Emperor Goose (Chen canagica)
The Emperor Goose (Chen canagica) has been identified as a focal species of management concern because of a very restricted range, small population size, and serious population declines since the 1960s. This species is distributed in remote coastal habitats of Alaska and eastern Russia. The breeding range of the Emperor Goose in North America is restricted to coastal areas (tundra, salt marshes, and estuarine habitats) of the Bering Sea, with the largest concentration on the Yukon-Kuskokwim Delta in Alaska.

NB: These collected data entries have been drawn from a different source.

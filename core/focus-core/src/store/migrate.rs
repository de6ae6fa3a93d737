//! Version-indexed schema migrations.
//!
//! Each migration is a pure transform from version `n` to `n + 1` over the
//! raw JSON document. Migrations run once each, in strictly increasing order,
//! until the document reaches the chain's current version. A document newer
//! than the chain is left alone.

use serde_json::{Map, Value};

use crate::types::CURRENT_SCHEMA_VERSION;

const VERSION_KEY: &str = "schemaVersion";

pub type MigrationFn = fn(&mut Map<String, Value>);

#[derive(Clone, Copy)]
pub struct Migration {
    pub from: u32,
    pub description: &'static str,
    pub apply: MigrationFn,
}

impl std::fmt::Debug for Migration {
    fn fmt(&self, f: &mut std::fmt::Formatter<'_>) -> std::fmt::Result {
        f.debug_struct("Migration")
            .field("from", &self.from)
            .field("description", &self.description)
            .finish()
    }
}

const MIGRATIONS: &[Migration] = &[
    Migration {
        from: 0,
        description: "stamp schemaVersion on legacy documents",
        apply: migrate_v0_to_v1,
    },
    Migration {
        from: 1,
        description: "statistics.totalFocusMinutes -> totalFocusSeconds",
        apply: migrate_v1_to_v2,
    },
];

#[derive(Debug, Clone, PartialEq, Eq)]
pub struct MigrationOutcome {
    pub from: u32,
    pub to: u32,
}

impl MigrationOutcome {
    pub fn changed(&self) -> bool {
        self.from != self.to
    }
}

#[derive(Debug, Clone)]
pub struct MigrationChain {
    migrations: Vec<Migration>,
    current: u32,
}

impl Default for MigrationChain {
    fn default() -> Self {
        Self::up_to(CURRENT_SCHEMA_VERSION)
    }
}

impl MigrationChain {
    /// The chain truncated so that `version` is current.
    pub fn up_to(version: u32) -> Self {
        let current = version.min(MIGRATIONS.len() as u32);
        Self {
            migrations: MIGRATIONS
                .iter()
                .copied()
                .filter(|m| m.from < current)
                .collect(),
            current,
        }
    }

    pub fn current_version(&self) -> u32 {
        self.current
    }

    pub fn migrate(&self, doc: &mut Map<String, Value>) -> MigrationOutcome {
        let from = document_version(doc);

        if from > self.current {
            tracing::warn!(
                document_version = from,
                current_version = self.current,
                "Document is newer than this build; skipping migration"
            );
            return MigrationOutcome { from, to: from };
        }

        let mut version = from;
        while version < self.current {
            if let Some(migration) = self.migrations.iter().find(|m| m.from == version) {
                tracing::info!(
                    from = version,
                    to = version + 1,
                    description = migration.description,
                    "Applying schema migration"
                );
                (migration.apply)(doc);
            }
            version += 1;
            doc.insert(VERSION_KEY.to_string(), Value::from(version));
        }

        MigrationOutcome { from, to: version }
    }
}

/// Reads `schemaVersion`; anything that isn't a non-negative integer is 0.
pub fn document_version(doc: &Map<String, Value>) -> u32 {
    doc.get(VERSION_KEY)
        .and_then(Value::as_u64)
        .and_then(|v| u32::try_from(v).ok())
        .unwrap_or(0)
}

fn migrate_v0_to_v1(_doc: &mut Map<String, Value>) {}

fn migrate_v1_to_v2(doc: &mut Map<String, Value>) {
    let Some(Value::Object(statistics)) = doc.get_mut("statistics") else {
        return;
    };
    let Some(minutes) = statistics.remove("totalFocusMinutes") else {
        return;
    };
    if statistics.contains_key("totalFocusSeconds") {
        return;
    }
    if let Some(minutes) = minutes.as_f64().filter(|m| m.is_finite() && *m >= 0.0) {
        let seconds = (minutes * 60.0).round() as u64;
        statistics.insert("totalFocusSeconds".to_string(), Value::from(seconds));
    }
}

#[cfg(test)]
mod tests {
    use super::*;
    use serde_json::json;

    fn object(value: Value) -> Map<String, Value> {
        match value {
            Value::Object(map) => map,
            _ => panic!("expected object"),
        }
    }

    #[test]
    fn unversioned_document_reaches_current() {
        let mut doc = object(json!({"player": {"level": 3}}));
        let outcome = MigrationChain::default().migrate(&mut doc);
        assert_eq!(outcome, MigrationOutcome { from: 0, to: 2 });
        assert_eq!(doc["schemaVersion"], 2);
        assert_eq!(doc["player"], json!({"level": 3}));
    }

    #[test]
    fn truncated_chain_stops_at_its_current_version() {
        let mut doc = object(json!({"statistics": {"totalFocusMinutes": 3}}));
        let outcome = MigrationChain::up_to(1).migrate(&mut doc);
        assert_eq!(outcome.to, 1);
        assert_eq!(doc["statistics"], json!({"totalFocusMinutes": 3}));
    }

    #[test]
    fn focus_minutes_become_seconds() {
        let mut doc = object(json!({
            "schemaVersion": 1,
            "statistics": {"totalFocusMinutes": 90, "totalSessions": 4}
        }));
        MigrationChain::default().migrate(&mut doc);
        assert_eq!(
            doc["statistics"],
            json!({"totalFocusSeconds": 5400, "totalSessions": 4})
        );
    }

    #[test]
    fn current_document_is_untouched() {
        let original = json!({"schemaVersion": 2, "statistics": {"totalFocusMinutes": 1}});
        let mut doc = object(original.clone());
        let outcome = MigrationChain::default().migrate(&mut doc);
        assert!(!outcome.changed());
        assert_eq!(Value::Object(doc), original);
    }

    #[test]
    fn newer_document_is_not_downgraded() {
        let mut doc = object(json!({"schemaVersion": 9}));
        let outcome = MigrationChain::default().migrate(&mut doc);
        assert_eq!(outcome, MigrationOutcome { from: 9, to: 9 });
        assert_eq!(doc["schemaVersion"], 9);
    }

    #[test]
    fn string_version_is_treated_as_legacy() {
        let mut doc = object(json!({"schemaVersion": "2"}));
        assert_eq!(document_version(&doc), 0);
        MigrationChain::default().migrate(&mut doc);
        assert_eq!(doc["schemaVersion"], 2);
    }
}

They migrate relatively short distances and primarily winter along the Alaska Peninsula and in the eastern Aleutian Islands. The population declined nearly 70% between 1964 and 1986 and has since stabilized to about 80,000 birds. The cause of this decline is not clear but may have been due to overharvesting. Currently, the major threats to the Emperor Goose are high natural mortality of adults and young, and continued illegal harvesting. Emperor Geese also appear to be highly sensitive to chronic oil pollution and human disturbance around nesting sites. Long-term climate changes are likely to alter goose habitats and negatively affect the species.

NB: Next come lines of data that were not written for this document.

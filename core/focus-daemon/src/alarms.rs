//! Persisted alarm scheduler.
//!
//! Alarms live in SQLite so a daemon restart keeps them. Firing is polled:
//! the daemon asks for due alarms on an interval and delivers each one to the
//! reconciler. One-shot alarms are removed when taken; periodic alarms are
//! pushed forward by one period from the poll time.

use std::sync::Arc;

use chrono::{DateTime, Utc};
use focus_core::{Clock, Scheduler, SchedulerError, TimerKind, TimerSpec};
use tracing::{debug, warn};

use crate::db::{AlarmRow, Db};

pub struct AlarmScheduler {
    db: Arc<Db>,
    clock: Arc<dyn Clock>,
}

impl AlarmScheduler {
    pub fn new(db: Arc<Db>, clock: Arc<dyn Clock>) -> Self {
        Self { db, clock }
    }

    /// Removes or reschedules every alarm due at `now` and returns their kinds
    /// in firing order.
    pub fn take_due(&self, now: DateTime<Utc>) -> Result<Vec<TimerKind>, String> {
        let now_ms = now.timestamp_millis();
        let mut due = Vec::new();

        for alarm in self.db.due_alarms(now_ms)? {
            let Some(kind) = TimerKind::from_str(&alarm.name) else {
                warn!(alarm = %alarm.name, "Dropping alarm with unknown name");
                self.db.delete_alarm(&alarm.name)?;
                continue;
            };

            match alarm.period_ms {
                Some(period_ms) if period_ms > 0 => {
                    let next = AlarmRow {
                        fire_at_ms: now_ms.saturating_add(period_ms),
                        ..alarm
                    };
                    self.db.upsert_alarm(&next, &now.to_rfc3339())?;
                }
                _ => {
                    self.db.delete_alarm(&alarm.name)?;
                }
            }
            due.push(kind);
        }

        Ok(due)
    }

    pub fn pending(&self, kind: TimerKind) -> Result<Option<DateTime<Utc>>, String> {
        Ok(self
            .db
            .get_alarm(kind.as_str())?
            .and_then(|alarm| DateTime::from_timestamp_millis(alarm.fire_at_ms)))
    }

    pub fn pending_count(&self) -> Result<usize, String> {
        self.db.count_alarms()
    }
}

impl Scheduler for AlarmScheduler {
    fn arm(&self, kind: TimerKind, spec: TimerSpec) -> Result<(), SchedulerError> {
        let now = self.clock.now();
        let (delay, period_ms) = match spec {
            TimerSpec::Once { delay } => (delay, None),
            TimerSpec::Periodic { period } => (period, Some(millis(period))),
        };
        let alarm = AlarmRow {
            name: kind.as_str().to_string(),
            fire_at_ms: now.timestamp_millis().saturating_add(millis(delay)),
            period_ms,
        };

        self.db
            .upsert_alarm(&alarm, &now.to_rfc3339())
            .map_err(|err| SchedulerError::new(kind.as_str(), err))?;
        debug!(
            timer = %kind,
            fire_at_ms = alarm.fire_at_ms,
            periodic = period_ms.is_some(),
            "Alarm armed"
        );
        Ok(())
    }

    fn cancel(&self, kind: TimerKind) -> Result<bool, SchedulerError> {
        self.db
            .delete_alarm(kind.as_str())
            .map_err(|err| SchedulerError::new(kind.as_str(), err))
    }
}

fn millis(duration: std::time::Duration) -> i64 {
    i64::try_from(duration.as_millis()).unwrap_or(i64::MAX)
}

#[cfg(test)]
mod tests {
    use super::*;
    use chrono::{Duration, TimeZone};
    use focus_core::ManualClock;
    use std::time::Duration as StdDuration;
    use tempfile::tempdir;

    fn scheduler() -> (tempfile::TempDir, Arc<ManualClock>, AlarmScheduler) {
        let dir = tempdir().unwrap();
        let db = Arc::new(Db::new(dir.path().join("state.db")).unwrap());
        let clock = Arc::new(ManualClock::new(
            Utc.with_ymd_and_hms(2026, 3, 2, 9, 0, 0).unwrap(),
        ));
        let scheduler = AlarmScheduler::new(db, clock.clone());
        (dir, clock, scheduler)
    }

    #[test]
    fn once_alarm_fires_once() {
        let (_dir, clock, scheduler) = scheduler();
        scheduler
            .arm(
                TimerKind::SessionEnd,
                TimerSpec::Once {
                    delay: StdDuration::from_secs(1500),
                },
            )
            .unwrap();

        assert!(scheduler.take_due(clock.now()).unwrap().is_empty());

        clock.advance(Duration::minutes(25));
        assert_eq!(
            scheduler.take_due(clock.now()).unwrap(),
            vec![TimerKind::SessionEnd]
        );
        assert!(scheduler.take_due(clock.now()).unwrap().is_empty());
        assert_eq!(scheduler.pending_count().unwrap(), 0);
    }

    #[test]
    fn periodic_alarm_reschedules_from_poll_time() {
        let (_dir, clock, scheduler) = scheduler();
        scheduler
            .arm(
                TimerKind::IdleCollectionTick,
                TimerSpec::Periodic {
                    period: StdDuration::from_secs(60),
                },
            )
            .unwrap();

        clock.advance(Duration::seconds(90));
        assert_eq!(
            scheduler.take_due(clock.now()).unwrap(),
            vec![TimerKind::IdleCollectionTick]
        );
        assert_eq!(
            scheduler.pending(TimerKind::IdleCollectionTick).unwrap(),
            Some(clock.now() + Duration::seconds(60))
        );
    }

    #[test]
    fn arming_replaces_and_cancel_reports_presence() {
        let (_dir, clock, scheduler) = scheduler();
        for secs in [60, 300] {
            scheduler
                .arm(
                    TimerKind::BreakEnd,
                    TimerSpec::Once {
                        delay: StdDuration::from_secs(secs),
                    },
                )
                .unwrap();
        }
        assert_eq!(
            scheduler.pending(TimerKind::BreakEnd).unwrap(),
            Some(clock.now() + Duration::seconds(300))
        );
        assert_eq!(scheduler.pending_count().unwrap(), 1);

        assert!(scheduler.cancel(TimerKind::BreakEnd).unwrap());
        assert!(!scheduler.cancel(TimerKind::BreakEnd).unwrap());
    }
}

Pacific Flyway Council. 2008. Pacific Flyway Management Plan for the Emperor Goose. Pacific Flyway Study Committee, Portland, OR.
Petersen, M. R., J. A. Schmutz, and R. F. Rockwell. 1994. Emperor Goose (Chen canagica). The Birds of North America Online (A. Poole, Ed.) 97.
U.S. Fish and Wildlife Service. 2010. Waterfowl population status, 2010. U.S. Department of the Interior, Washington, D.C. USA.